In certain computing circles, "clustering" is a dirty word. I've heard of situations where, far from providing business continuity peace of mind, it creates more work and greater risk than it would if it were not involved.
This is not the case with Domino clustering. Done properly, it is extremely reliable
Our Problem
Recently, our cluster seems to have "picked up a slight flutter". Actually, I think that perhaps the rules behind it may have changed sometime around our 8.0 or 8.5 migration.
So, first I want to cover off basically what our cluster looks like;
Ok, this is quite a simplistic view and there are servers missing. I'm concentrating on the problem area only.
We have an onsite and offsite clustered Lotus Domino server, both running Lotus Domino 8.5 HF 1021. We'll call them "Onsite" and "Offsite" for ease of reference. The servers are quite a distance apart because we're clustering for business continuity purposes.
The theory is that our onsite staff members should access the onsite server unless it is down. The majority of our agents also run on this server, as does an intranet, extranet and several web sites. It's a busy and powerful box.
We discovered recently that many of our clients have been using the offsite server but we don't know exactly why.

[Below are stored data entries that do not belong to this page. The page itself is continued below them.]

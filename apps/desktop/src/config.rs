use std::{fs, io::ErrorKind, path::Path};

use anyhow::Context;
use client_core::DEFAULT_API_BASE;
use serde::Deserialize;

pub const DEFAULT_SETTINGS_FILE: &str = "inventory.toml";

/// Environment variables consulted for the API base, lowest precedence first.
const API_BASE_ENV_VARS: [&str; 2] = ["INVENTORY_API_BASE", "APP__API_BASE"];

#[derive(Debug, Clone, PartialEq, Eq)]
pub struct Settings {
    pub api_base: String,
}

impl Default for Settings {
    fn default() -> Self {
        Self {
            api_base: DEFAULT_API_BASE.into(),
        }
    }
}

#[derive(Debug, Default, Deserialize)]
struct FileSettings {
    api_base: Option<String>,
}

/// Default, then the settings file (if present), then the environment, then
/// the command line flag.
pub fn load_settings(path: &Path, cli_api_base: Option<String>) -> anyhow::Result<Settings> {
    let mut settings = load_settings_from(path, |key| std::env::var(key).ok())?;
    if let Some(v) = cli_api_base {
        settings.api_base = v;
    }
    Ok(settings)
}

fn load_settings_from(
    path: &Path,
    env: impl Fn(&str) -> Option<String>,
) -> anyhow::Result<Settings> {
    let mut settings = Settings::default();

    match fs::read_to_string(path) {
        Ok(raw) => {
            let file_cfg: FileSettings = toml::from_str(&raw)
                .with_context(|| format!("failed to parse settings file '{}'", path.display()))?;
            if let Some(v) = file_cfg.api_base {
                settings.api_base = v;
            }
        }
        Err(err) if err.kind() == ErrorKind::NotFound => {}
        Err(err) => {
            return Err(err)
                .with_context(|| format!("failed to read settings file '{}'", path.display()));
        }
    }

    for key in API_BASE_ENV_VARS {
        if let Some(v) = env(key).filter(|v| !v.trim().is_empty()) {
            settings.api_base = v;
        }
    }

    Ok(settings)
}

#[cfg(test)]
#[path = "tests/config_tests.rs"]
mod tests;
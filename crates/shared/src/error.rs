use serde::{Deserialize, Serialize};
use serde_json::Value;

/// Error body returned by the inventory backend on non-2xx responses.
///
/// `detail` is usually a string ("SKU already exists") but request
/// validation failures carry a list of objects instead.
#[derive(Debug, Clone, Serialize, Deserialize)]
pub struct ApiErrorBody {
    pub detail: Value,
}

impl ApiErrorBody {
    /// Builds the body a backend (or an in-process stub of one) sends back.
    pub fn new(detail: impl Into<String>) -> Self {
        Self {
            detail: Value::String(detail.into()),
        }
    }

    pub fn message(&self) -> String {
        match &self.detail {
            Value::String(text) => text.clone(),
            other => other.to_string(),
        }
    }

    /// Best-effort extraction of a human readable detail from a raw body.
    pub fn detail_from_body(body: &str) -> String {
        match serde_json::from_str::<ApiErrorBody>(body) {
            Ok(parsed) => parsed.message(),
            Err(_) => body.trim().to_string(),
        }
    }
}
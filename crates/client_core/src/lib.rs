use async_trait::async_trait;
use shared::{
    domain::{Product, ProductId},
    protocol::{Forecast, ForecastQuery, HealthStatus, MovementReceipt, NewMovement, NewProduct},
};

pub mod controller;
pub mod error;
pub mod http;

pub use controller::{DraftProduct, InventoryController, ProductSnapshot};
pub use error::{ClientError, ControllerError};
pub use http::{HttpInventoryClient, DEFAULT_API_BASE};

/// Remote operations of the inventory backend.
///
/// Errors are returned as the transport or backend produced them; nothing
/// here retries or reclassifies.
#[async_trait]
pub trait InventoryApi: Send + Sync {
    async fn list_products(&self) -> Result<Vec<Product>, ClientError>;
    async fn create_product(&self, product: &NewProduct) -> Result<Product, ClientError>;
    async fn create_movement(&self, movement: NewMovement) -> Result<MovementReceipt, ClientError>;
    async fn get_product(&self, id: ProductId) -> Result<Product, ClientError>;
    async fn forecast(&self, query: ForecastQuery) -> Result<Forecast, ClientError>;
    async fn health(&self) -> Result<HealthStatus, ClientError>;
}
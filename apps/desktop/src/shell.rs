//! Interactive line-oriented front-end over [`InventoryController`].

use std::io::Write as _;

use anyhow::{anyhow, bail, Context};
use client_core::{InventoryApi, InventoryController};
use shared::domain::{MovementKind, ProductId};
use tokio::io::{AsyncBufReadExt, BufReader};
use tracing::debug;

use crate::render::{render_product, render_snapshot};

const HELP: &str = "\
commands:
  list                 show the current product list
  refresh              refetch the product list
  sku <text>           set the draft sku
  name <text>          set the draft name
  submit               create a product from the draft
  new <sku> <name..>   set the draft and submit it
  sale <id>            record a one-unit sale
  receive <id> <qty>   record incoming stock
  help                 show this text
  quit                 leave
";

#[derive(Debug, Clone, PartialEq, Eq)]
pub enum ShellCommand {
    List,
    Refresh,
    Sku(String),
    Name(String),
    Submit,
    New { sku: String, name: String },
    Sale(ProductId),
    Receive { product_id: ProductId, quantity: i64 },
    Help,
    Quit,
}

fn parse_product_id(raw: Option<&str>) -> anyhow::Result<ProductId> {
    let raw = raw.ok_or_else(|| anyhow!("missing product id"))?;
    let id = raw
        .parse::<i64>()
        .with_context(|| format!("invalid product id '{raw}'"))?;
    Ok(ProductId(id))
}

/// Parses one input line. Blank lines yield `None`.
pub fn parse_command(line: &str) -> anyhow::Result<Option<ShellCommand>> {
    let line = line.trim();
    if line.is_empty() {
        return Ok(None);
    }
    let (verb, rest) = match line.split_once(char::is_whitespace) {
        Some((verb, rest)) => (verb, rest.trim()),
        None => (line, ""),
    };
    let mut args = rest.split_whitespace();

    let command = match verb.to_ascii_lowercase().as_str() {
        "list" | "ls" => ShellCommand::List,
        "refresh" => ShellCommand::Refresh,
        "sku" => ShellCommand::Sku(rest.to_string()),
        "name" => ShellCommand::Name(rest.to_string()),
        "submit" => ShellCommand::Submit,
        "new" => {
            let Some((sku, name)) = rest.split_once(char::is_whitespace) else {
                bail!("usage: new <sku> <name>");
            };
            ShellCommand::New {
                sku: sku.to_string(),
                name: name.trim().to_string(),
            }
        }
        "sale" => ShellCommand::Sale(parse_product_id(args.next())?),
        "receive" => {
            let product_id = parse_product_id(args.next())?;
            let raw = args.next().ok_or_else(|| anyhow!("missing quantity"))?;
            let quantity = raw
                .parse::<i64>()
                .with_context(|| format!("invalid quantity '{raw}'"))?;
            ShellCommand::Receive {
                product_id,
                quantity,
            }
        }
        "help" | "?" => ShellCommand::Help,
        "quit" | "exit" => ShellCommand::Quit,
        other => bail!("unknown command '{other}' (try 'help')"),
    };
    Ok(Some(command))
}

async fn execute<A: InventoryApi>(
    controller: &mut InventoryController<A>,
    command: ShellCommand,
) -> String {
    match command {
        ShellCommand::List => render_snapshot(controller.snapshot()),
        ShellCommand::Refresh => match controller.refresh().await {
            Ok(()) => render_snapshot(controller.snapshot()),
            Err(err) => format!(
                "refresh failed: {err}\n{}",
                render_snapshot(controller.snapshot())
            ),
        },
        ShellCommand::Sku(sku) => {
            controller.draft_mut().sku = sku;
            render_draft(controller)
        }
        ShellCommand::Name(name) => {
            controller.draft_mut().name = name;
            render_draft(controller)
        }
        ShellCommand::Submit => {
            let outcome = controller.submit_draft().await;
            render_submission(controller, outcome)
        }
        ShellCommand::New { sku, name } => {
            let outcome = controller.submit_new_product(sku, name).await;
            render_submission(controller, outcome)
        }
        ShellCommand::Sale(product_id) => {
            let outcome = controller.record_quick_sale(product_id).await;
            render_movement(controller, outcome)
        }
        ShellCommand::Receive {
            product_id,
            quantity,
        } => {
            let outcome = controller
                .record_movement(product_id, MovementKind::In, quantity)
                .await;
            render_movement(controller, outcome)
        }
        ShellCommand::Help => HELP.to_string(),
        ShellCommand::Quit => String::new(),
    }
}

fn render_draft<A: InventoryApi>(controller: &InventoryController<A>) -> String {
    let draft = controller.draft();
    format!("draft: sku='{}' name='{}'\n", draft.sku, draft.name)
}

fn render_submission<A: InventoryApi>(
    controller: &InventoryController<A>,
    outcome: Result<shared::domain::Product, client_core::ControllerError>,
) -> String {
    match outcome {
        Ok(product) => format!(
            "created {}\n{}",
            render_product(&product),
            render_snapshot(controller.snapshot())
        ),
        Err(err) => format!("create failed: {err}\n{}", render_draft(controller)),
    }
}

fn render_movement<A: InventoryApi>(
    controller: &InventoryController<A>,
    outcome: Result<shared::protocol::MovementReceipt, client_core::ClientError>,
) -> String {
    let head = match outcome {
        Ok(receipt) => format!("movement {} {}\n", receipt.id, receipt.status),
        Err(err) => format!("movement failed: {err}\n"),
    };
    head + &render_snapshot(controller.snapshot())
}

pub async fn run_shell<A: InventoryApi>(
    controller: &mut InventoryController<A>,
) -> anyhow::Result<()> {
    if let Err(err) = controller.initialize().await {
        println!("initial refresh failed: {err}");
    }
    println!("{}", render_snapshot(controller.snapshot()));

    let mut lines = BufReader::new(tokio::io::stdin()).lines();
    loop {
        print!("> ");
        std::io::stdout().flush().context("failed to flush stdout")?;

        let Some(line) = lines.next_line().await.context("failed to read stdin")? else {
            break;
        };
        let command = match parse_command(&line) {
            Ok(Some(ShellCommand::Quit)) => break,
            Ok(Some(command)) => command,
            Ok(None) => continue,
            Err(err) => {
                println!("{err:#}");
                continue;
            }
        };
        debug!(?command, "shell command");
        print!("{}", execute(controller, command).await);
    }

    Ok(())
}

#[cfg(test)]
#[path = "tests/shell_tests.rs"]
mod tests;
//! reqwest-backed [`InventoryApi`] implementation.

use async_trait::async_trait;
use reqwest::{Client, Response};
use serde::de::DeserializeOwned;
use shared::{
    domain::{Product, ProductId},
    error::ApiErrorBody,
    protocol::{Forecast, ForecastQuery, HealthStatus, MovementReceipt, NewMovement, NewProduct},
};
use tracing::debug;
use url::Url;

use crate::{error::ClientError, InventoryApi};

pub const DEFAULT_API_BASE: &str = "http://localhost:8000";

#[derive(Debug, Clone)]
pub struct HttpInventoryClient {
    http: Client,
    base_url: String,
}

impl HttpInventoryClient {
    pub fn new(base_url: &str) -> Result<Self, ClientError> {
        Self::with_http_client(Client::new(), base_url)
    }

    pub fn with_http_client(http: Client, base_url: &str) -> Result<Self, ClientError> {
        Ok(Self {
            http,
            base_url: normalize_base_url(base_url)?,
        })
    }

    pub fn base_url(&self) -> &str {
        &self.base_url
    }

    fn endpoint(&self, path: &str) -> String {
        format!("{}{path}", self.base_url)
    }
}

/// Validates an absolute http(s) base address and strips trailing slashes so
/// endpoint paths can be appended verbatim.
pub fn normalize_base_url(raw: &str) -> Result<String, ClientError> {
    let trimmed = raw.trim();
    let invalid = |reason: String| ClientError::InvalidBaseUrl {
        base_url: trimmed.to_string(),
        reason,
    };

    let parsed = Url::parse(trimmed).map_err(|err| invalid(err.to_string()))?;
    if !matches!(parsed.scheme(), "http" | "https") {
        return Err(invalid(format!("unsupported scheme '{}'", parsed.scheme())));
    }
    if parsed.query().is_some() || parsed.fragment().is_some() {
        return Err(invalid("query and fragment are not allowed".to_string()));
    }

    Ok(trimmed.trim_end_matches('/').to_string())
}

async fn decode<T: DeserializeOwned>(
    endpoint: &'static str,
    response: Response,
) -> Result<T, ClientError> {
    let status = response.status();
    let body = response.text().await?;
    if !status.is_success() {
        return Err(ClientError::Rejected {
            status: status.as_u16(),
            detail: ApiErrorBody::detail_from_body(&body),
        });
    }
    serde_json::from_str(&body).map_err(|source| ClientError::Decode { endpoint, source })
}

#[async_trait]
impl InventoryApi for HttpInventoryClient {
    async fn list_products(&self) -> Result<Vec<Product>, ClientError> {
        debug!(base_url = %self.base_url, "GET /products/");
        let res = self.http.get(self.endpoint("/products/")).send().await?;
        decode("GET /products/", res).await
    }

    async fn create_product(&self, product: &NewProduct) -> Result<Product, ClientError> {
        debug!(sku = %product.sku, "POST /products/");
        let res = self
            .http
            .post(self.endpoint("/products/"))
            .json(product)
            .send()
            .await?;
        decode("POST /products/", res).await
    }

    async fn create_movement(&self, movement: NewMovement) -> Result<MovementReceipt, ClientError> {
        debug!(
            product_id = movement.product_id.0,
            kind = %movement.kind,
            quantity = movement.quantity,
            "POST /movements/"
        );
        let res = self
            .http
            .post(self.endpoint("/movements/"))
            .query(&movement)
            .send()
            .await?;
        decode("POST /movements/", res).await
    }

    async fn get_product(&self, id: ProductId) -> Result<Product, ClientError> {
        debug!(product_id = id.0, "GET /products/{{id}}");
        let res = self
            .http
            .get(self.endpoint(&format!("/products/{}", id.0)))
            .send()
            .await?;
        decode("GET /products/{id}", res).await
    }

    async fn forecast(&self, query: ForecastQuery) -> Result<Forecast, ClientError> {
        debug!(
            product_id = query.product_id.0,
            horizon = query.horizon,
            "GET /ml/forecast"
        );
        let res = self
            .http
            .get(self.endpoint("/ml/forecast"))
            .query(&query)
            .send()
            .await?;
        decode("GET /ml/forecast", res).await
    }

    async fn health(&self) -> Result<HealthStatus, ClientError> {
        let res = self.http.get(self.endpoint("/health")).send().await?;
        decode("GET /health", res).await
    }
}

#[cfg(test)]
#[path = "tests/http_tests.rs"]
mod tests;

It seems that if you open a database for which you don't already have a desktop icon, then the Notes client will default to opening it from the offsite server. What has exacerbated this problem is that we upgraded our clients to 8.5.1 and blew away their desktops. Now, suddenly all the computers are trying to access everything off the offsite server.
The reasons?
We don't know but were thinking that it was either;
- Alphabetic: Because "Offsite" is lower in the alphabet than "Onsite"
or
- Task Related: Because the Onsite server is much busier than the offsite one.
Does anyone have any ideas as to how we could go about finding out?
Comments
Folks' clients go to the onsite one first, so based on that I'd vote for the alphabetica explanation.
But it's most likely because computers hate us and enjoy making life hard. ;-)
1) Do you enforce the mail server by desktop policy?
a) There was an SPR address in 8.0.2 FP5 AJAS7PDKER
SPR# AJAS7PDKER - After restart, the top of the workspace icon stack does not honor the Mail file location set defined in the location document. This regression was introduced from 8.0.2
2)Have you tried server_restricted on the outside server, to make sure the users only access the inside server.
If you use policies to push out the applications and such to be only n the onsite server then they should find it first.
Domino does lookup by alpha so it is possible you have multiple ways to do this.
You could also disable the offsite server from anyone using it by setting its threshold to maximum and stop people from accessing it, if you so desired.
I looked at server_restricted and although it looks interesting, it seems to be suggesting that replication with a restricted server will fail. Since we need the other server in case of DR, I need things replicated on it.
I'll have a look at the Server_Availability_Threshold notes .ini option.
Second thing. Use a server user restricted to stop users hitting the box, but that will still let replication do its thing.
Last - check SAI and expansion factor / trans info range.
By all means email me if I can help.
P.
While you could use SERVER_RESTRICTED=2 to prevent users from accessing the DR server, this isn't ideal because access won't be seamless in the event the primary server is down. Instead, the better solution is to set SERVER_AVAILABILITY_THRESHOLD=100 on the DR server, which means it is always in a busy state and will only take user connections if no other server is available.
http://www-01.ibm.com/support/docview.wss?rs=0&uid=swg21260389
I agree with the previous pot, the best way to solve you problem is the use of SERVER_AVAILABILITY_THRESHOLD=100.
But you need to know that this parameter is actually bugged and doesnt work as you can see in the following email i got with IBM:
"I have managed to reproduce the issue using 8.5 and 8.5.1 versions however Development is already aware of the situation and SPR # JSMN825TC8 is opened with the issue. We are expecting the issue to be resolved in 8.5.2 but the status of the SPR is still open and the only available workaround is to use the server_restricted=1 notes.ini value instead.
At the moment we have to wait for the specific SPRs resolution any progress can be checked from the Fixlist database or by directly calling HelpDesk. Please inform me If you require any further assistance from my side or should l conclude the PMR from now on.
Thanks in advance for your understanding "